In Swedish history, the first half of the 17th century was a period of awakening. As a leading European power, a role which the country was to impose itself following the Thirty Years' War (1618–1648), required the capital to be refurnished with a worthy architectonic rob—the nation was determined never to repeat the embarrassment experienced following the death of Gustavus II Adolphus (1594–1632) when the city, still medieval in character, caused hesitation on whether to invite foreign statesmen for fear the lamentable appearance might undermine the nation's authority.

Therefore, Stockholm saw many ambitious city plans during the era, of which those for the ridges surrounding today's old town still stands. These plans were not only the central pieces in a nationwide process but also formed part of an international trend. In accordance to the mercantilism of the era, opposed to the liberalism still to come, economy was tightly directed top-down. To this goal, cities were crucial as trade and industry was concentrated to cities where it was easier to control—which explains the 17th century enthusiasm for urbanity, not dissimilar to that of the mid 20th century.
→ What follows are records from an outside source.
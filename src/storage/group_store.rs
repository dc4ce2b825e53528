//! Group store: groups, group membership and group role assignments.
//!
//! Groups live in a list that is compacted with swap-remove, so the order of
//! [`GroupStore::list_groups`] is only insertion order until the first delete.
//! Membership and role assignments are keyed by group id. Membership stores
//! user emails as back-references; the [`UserStore`] passed to membership
//! operations stays the owner of user records.

use crate::config::DirectoryConfig;
use crate::error::{DirectoryError, DirectoryResult};
use crate::resource::{AssignRoleRequest, Group, Role, RoleType, User};
use crate::storage::{IdSequence, UserStore};
use chrono::Utc;
use log::{debug, info, trace};
use std::collections::HashMap;

/// Owns every group together with its members and assigned roles.
#[derive(Debug, Clone)]
pub struct GroupStore {
    groups: Vec<Group>,
    // group id -> member emails, insertion order until a removal
    members: HashMap<String, Vec<String>>,
    // group id -> assigned roles
    roles: HashMap<String, Vec<Role>>,
    group_ids: IdSequence,
    role_ids: IdSequence,
    max_name_length: usize,
    idempotent_membership: bool,
}

impl Default for GroupStore {
    fn default() -> Self {
        Self::with_config(&DirectoryConfig::default())
    }
}

impl GroupStore {
    /// Create an empty group store with the service's default limits.
    pub fn new() -> Self {
        Self::default()
    }

    /// Create an empty group store using the given configuration.
    pub fn with_config(config: &DirectoryConfig) -> Self {
        Self {
            groups: Vec::new(),
            members: HashMap::new(),
            roles: HashMap::new(),
            group_ids: IdSequence::new(),
            role_ids: IdSequence::new(),
            max_name_length: config.max_group_name_length,
            idempotent_membership: config.idempotent_membership,
        }
    }

    /// Create a group from a bare group value.
    ///
    /// The duplicate-name check runs before the length check. The returned
    /// group carries the assigned id and creation timestamps; any id present on
    /// the input is replaced.
    pub fn create_group(&mut self, mut group: Group) -> DirectoryResult<Group> {
        let name = group.name();

        if self.groups.iter().any(|existing| existing.name() == name) {
            debug!("Rejecting group '{}': name already taken", name);
            return Err(DirectoryError::DuplicateName {
                name: name.to_string(),
            });
        }

        let length = name.chars().count();
        if length == 0 || length > self.max_name_length {
            debug!("Rejecting group name of length {}", length);
            return Err(DirectoryError::InvalidName {
                name: name.to_string(),
                length,
                max: self.max_name_length,
            });
        }

        let now = Utc::now();
        group.id = self.group_ids.next_id();
        group.created = Some(now);
        group.last_membership_updated = Some(now);

        info!("Created group '{}' with id '{}'", group.name(), group.id);
        self.groups.push(group.clone());
        Ok(group)
    }

    /// Delete a group together with its memberships and role assignments.
    ///
    /// The last group takes the deleted group's place in the list.
    pub fn delete_group(&mut self, group_id: &str) -> DirectoryResult<()> {
        let index = self.position(group_id)?;
        let removed = self.groups.swap_remove(index);
        self.members.remove(group_id);
        self.roles.remove(group_id);

        info!("Deleted group '{}' with id '{}'", removed.name(), group_id);
        Ok(())
    }

    /// Current groups. Order is insertion order until the first delete.
    pub fn list_groups(&self) -> &[Group] {
        &self.groups
    }

    pub fn get_group_by_id(&self, group_id: &str) -> DirectoryResult<&Group> {
        self.groups
            .iter()
            .find(|group| group.id == group_id)
            .ok_or_else(|| DirectoryError::not_found("Group", group_id))
    }

    pub fn get_group_by_name(&self, name: &str) -> DirectoryResult<&Group> {
        self.groups
            .iter()
            .find(|group| group.name() == name)
            .ok_or_else(|| DirectoryError::not_found("Group", name))
    }

    /// Add a user to a group.
    ///
    /// Adding a user twice records two entries unless the store was configured
    /// with idempotent membership.
    pub fn add_user_to_group(
        &mut self,
        users: &UserStore,
        group_id: &str,
        user_id: &str,
    ) -> DirectoryResult<()> {
        let index = self.position(group_id)?;
        let email = users.get_user_by_id(user_id)?.email().to_string();

        let members = self.members.entry(group_id.to_string()).or_default();
        if self.idempotent_membership && members.contains(&email) {
            trace!("User '{}' already in group '{}'", email, group_id);
            return Ok(());
        }
        members.push(email);

        if let Some(group) = self.groups.get_mut(index) {
            group.last_membership_updated = Some(Utc::now());
        }
        info!("Added user '{}' to group '{}'", user_id, group_id);
        Ok(())
    }

    /// Remove every membership entry of a user from a group.
    ///
    /// Entries are swap-removed, so the order of the remaining members is not
    /// preserved. Removing a user who is not a member succeeds.
    pub fn remove_user_from_group(
        &mut self,
        users: &UserStore,
        group_id: &str,
        user_id: &str,
    ) -> DirectoryResult<()> {
        let index = self.position(group_id)?;
        let email = users.get_user_by_id(user_id)?.email();

        let mut removed = 0;
        if let Some(members) = self.members.get_mut(group_id) {
            let mut i = 0;
            while i < members.len() {
                if members[i] == email {
                    members.swap_remove(i);
                    removed += 1;
                } else {
                    i += 1;
                }
            }
        }

        if removed == 0 {
            debug!("User '{}' is not a member of group '{}'", user_id, group_id);
            return Ok(());
        }

        if let Some(group) = self.groups.get_mut(index) {
            group.last_membership_updated = Some(Utc::now());
        }
        info!(
            "Removed user '{}' from group '{}' ({} entries)",
            user_id, group_id, removed
        );
        Ok(())
    }

    /// Resolve a group's members to user records.
    ///
    /// Fails with [`DirectoryError::NotFound`] if any stored email no longer
    /// resolves to a user.
    pub fn list_group_users(
        &self,
        users: &UserStore,
        group_id: &str,
    ) -> DirectoryResult<Vec<User>> {
        self.get_group_by_id(group_id)?;

        self.member_emails(group_id)
            .iter()
            .map(|email| users.get_user_by_email(email).cloned())
            .collect()
    }

    /// Groups whose membership contains the given user, in group-list order.
    pub fn list_user_groups(
        &self,
        users: &UserStore,
        user_id: &str,
    ) -> DirectoryResult<Vec<Group>> {
        let email = users.get_user_by_id(user_id)?.email();

        Ok(self
            .groups
            .iter()
            .filter(|group| self.group_contains_user(group, email))
            .cloned()
            .collect())
    }

    /// Assign an administrative role to a group.
    ///
    /// The role type is validated before the group is looked up, so an
    /// unknown type fails with [`DirectoryError::InvalidRole`] whether or not
    /// the group exists.
    pub fn assign_role_to_group(
        &mut self,
        group_id: &str,
        request: &AssignRoleRequest,
    ) -> DirectoryResult<Role> {
        let role_type: RoleType = request.role_type.parse()?;
        let group = self.get_group_by_id(group_id)?;

        if self.group_contains_role(group, role_type.as_str()) {
            debug!(
                "Rejecting role '{}' for group '{}': already assigned",
                role_type, group_id
            );
            return Err(DirectoryError::DuplicateRole {
                group_id: group_id.to_string(),
                role_type: role_type.to_string(),
            });
        }

        let role = Role::assigned_to_group(self.role_ids.next_id(), role_type);
        self.roles
            .entry(group_id.to_string())
            .or_default()
            .push(role.clone());

        info!(
            "Assigned role '{}' to group '{}' with id '{}'",
            role_type, group_id, role.id
        );
        Ok(role)
    }

    /// Remove a role assignment from a group by role id.
    ///
    /// The last assignment of the group takes the removed one's place.
    pub fn remove_role_from_group(&mut self, group_id: &str, role_id: &str) -> DirectoryResult<()> {
        self.get_group_by_id(group_id)?;

        let roles = self
            .roles
            .get_mut(group_id)
            .ok_or_else(|| DirectoryError::not_found("Role", role_id))?;
        let index = roles
            .iter()
            .position(|role| role.id == role_id)
            .ok_or_else(|| DirectoryError::not_found("Role", role_id))?;
        let removed = roles.swap_remove(index);

        info!(
            "Removed role '{}' ({}) from group '{}'",
            removed.role_type, role_id, group_id
        );
        Ok(())
    }

    /// Roles assigned to a group; empty when none are assigned.
    pub fn list_group_assigned_roles(&self, group_id: &str) -> DirectoryResult<&[Role]> {
        self.get_group_by_id(group_id)?;
        Ok(self.roles.get(group_id).map(Vec::as_slice).unwrap_or_default())
    }

    /// Whether a role of the given type is assigned to the group.
    ///
    /// The group is resolved by name, so a bare value from
    /// [`Group::from_name`] works. An unknown name yields `false`.
    pub fn group_contains_role(&self, group: &Group, role_type: &str) -> bool {
        self.stored_id(group).is_some_and(|group_id| {
            self.roles.get(group_id).is_some_and(|roles| {
                roles
                    .iter()
                    .any(|role| role.role_type.as_str() == role_type)
            })
        })
    }

    /// Whether the given email is a member of the group, resolved by name.
    pub fn group_contains_user(&self, group: &Group, email: &str) -> bool {
        self.stored_id(group).is_some_and(|group_id| {
            self.member_emails(group_id)
                .iter()
                .any(|member| member == email)
        })
    }

    /// Raw membership entries of a group, duplicates included.
    pub fn member_emails(&self, group_id: &str) -> &[String] {
        self.members
            .get(group_id)
            .map(Vec::as_slice)
            .unwrap_or_default()
    }

    pub fn len(&self) -> usize {
        self.groups.len()
    }

    pub fn is_empty(&self) -> bool {
        self.groups.is_empty()
    }

    /// Total membership entries across all groups.
    pub fn membership_count(&self) -> usize {
        self.members.values().map(Vec::len).sum()
    }

    /// Total role assignments across all groups.
    pub fn role_assignment_count(&self) -> usize {
        self.roles.values().map(Vec::len).sum()
    }

    fn stored_id(&self, group: &Group) -> Option<&str> {
        self.groups
            .iter()
            .find(|stored| stored.name() == group.name())
            .map(|stored| stored.id.as_str())
    }

    fn position(&self, group_id: &str) -> DirectoryResult<usize> {
        self.groups
            .iter()
            .position(|group| group.id == group_id)
            .ok_or_else(|| DirectoryError::not_found("Group", group_id))
    }
}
Additionally, the numerous military conflicts the emerging nation-states involved in, made cities of strategic importance and many new cities were founded throughout Sweden and its newly conquered lands around the Baltic—cities given the strict geometric design of the Baroque era.
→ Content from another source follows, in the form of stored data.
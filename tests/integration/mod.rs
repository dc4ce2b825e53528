//! Integration tests for the client facade.

pub mod concurrency;
pub mod property_tests;
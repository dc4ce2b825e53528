//! User store: the authoritative list of registered users.
//!
//! Users are kept in insertion order. Lookups are linear scans returning the
//! first match, which is all the simulated directory sizes ever need.

use crate::error::{DirectoryError, DirectoryResult};
use crate::resource::User;
use crate::storage::IdSequence;
use log::{debug, info};

/// Owns every user in the directory.
#[derive(Debug, Clone, Default)]
pub struct UserStore {
    users: Vec<User>,
    ids: IdSequence,
}

impl UserStore {
    /// Create an empty user store.
    pub fn new() -> Self {
        Self::default()
    }

    /// Register a user with the given email.
    ///
    /// Fails with [`DirectoryError::DuplicateEmail`] when a user with exactly
    /// this email already exists.
    pub fn create_user(&mut self, email: &str) -> DirectoryResult<User> {
        if self.users.iter().any(|user| user.email() == email) {
            debug!("Rejecting user '{}': email already registered", email);
            return Err(DirectoryError::DuplicateEmail {
                email: email.to_string(),
            });
        }

        let user = User::new(self.ids.next_id(), email.to_string());
        info!("Created user '{}' with id '{}'", email, user.id);
        self.users.push(user.clone());
        Ok(user)
    }

    /// All users in insertion order.
    pub fn list_users(&self) -> &[User] {
        &self.users
    }

    pub fn get_user_by_email(&self, email: &str) -> DirectoryResult<&User> {
        self.users
            .iter()
            .find(|user| user.email() == email)
            .ok_or_else(|| DirectoryError::not_found("User", email))
    }

    pub fn get_user_by_id(&self, user_id: &str) -> DirectoryResult<&User> {
        self.users
            .iter()
            .find(|user| user.id == user_id)
            .ok_or_else(|| DirectoryError::not_found("User", user_id))
    }

    pub fn len(&self) -> usize {
        self.users.len()
    }

    pub fn is_empty(&self) -> bool {
        self.users.is_empty()
    }
}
In this context, Stockholm was of central importance. In a letter in 1636, Chancellor Axel Oxenstierna (1583–1654), the main architect behind the Swedish central government, wrote that evolving the Swedish capital was a prerequisite for the nation's "power and strength" (rijksens machtt och styrke); that all efforts should be made to ensure "Stockholm arose and that it became populated" (Stockholm kommer opp och den bliffver populerat); and that this would "certainly bring all the other cities on their feet" (Sedan skall väll Stockholm bringa dee andre på behnen). Increased state intervention on city level was not unique to Sweden at this time, but it was probably more prominent in the case of Stockholm than anywhere else in Europe.

Stockholm presented as a capital worthy a powerful nation.
Engraving from Eric Dahlberg's Suecia Antiqua et Hodierna around 1690.

The Swedish pretensions and the quick growth at this time can be illustrated by two quotes separated in time by half a century; one from a temporary visitor, and the other from a prominent Swedish propagandist:

...because the buildings all have flattened roofs, covered with birch-bark and verdant turfs in the same manner as the peasant's cottages in Russia. The roofs serve as pasturage, and on some goats are kept grazing, whom occasionally jumps over the street from one building to another and then back again.

Anthonis Goeteeris, Dutch diplomat, 1616–17.

Besides above mentioned monumental buildings, one sees everywhere in Stockholm, here and there handsome and excellent buildings nearly all adorned in carved stone, and the city as well as the suburbs offers all the grander splendour, as do nearly all streets, especially in the suburbs, under Queen Christina regulated into straight lines, which gives the city such an appearance, that the same now begins competing with the most distinguished cities in the world.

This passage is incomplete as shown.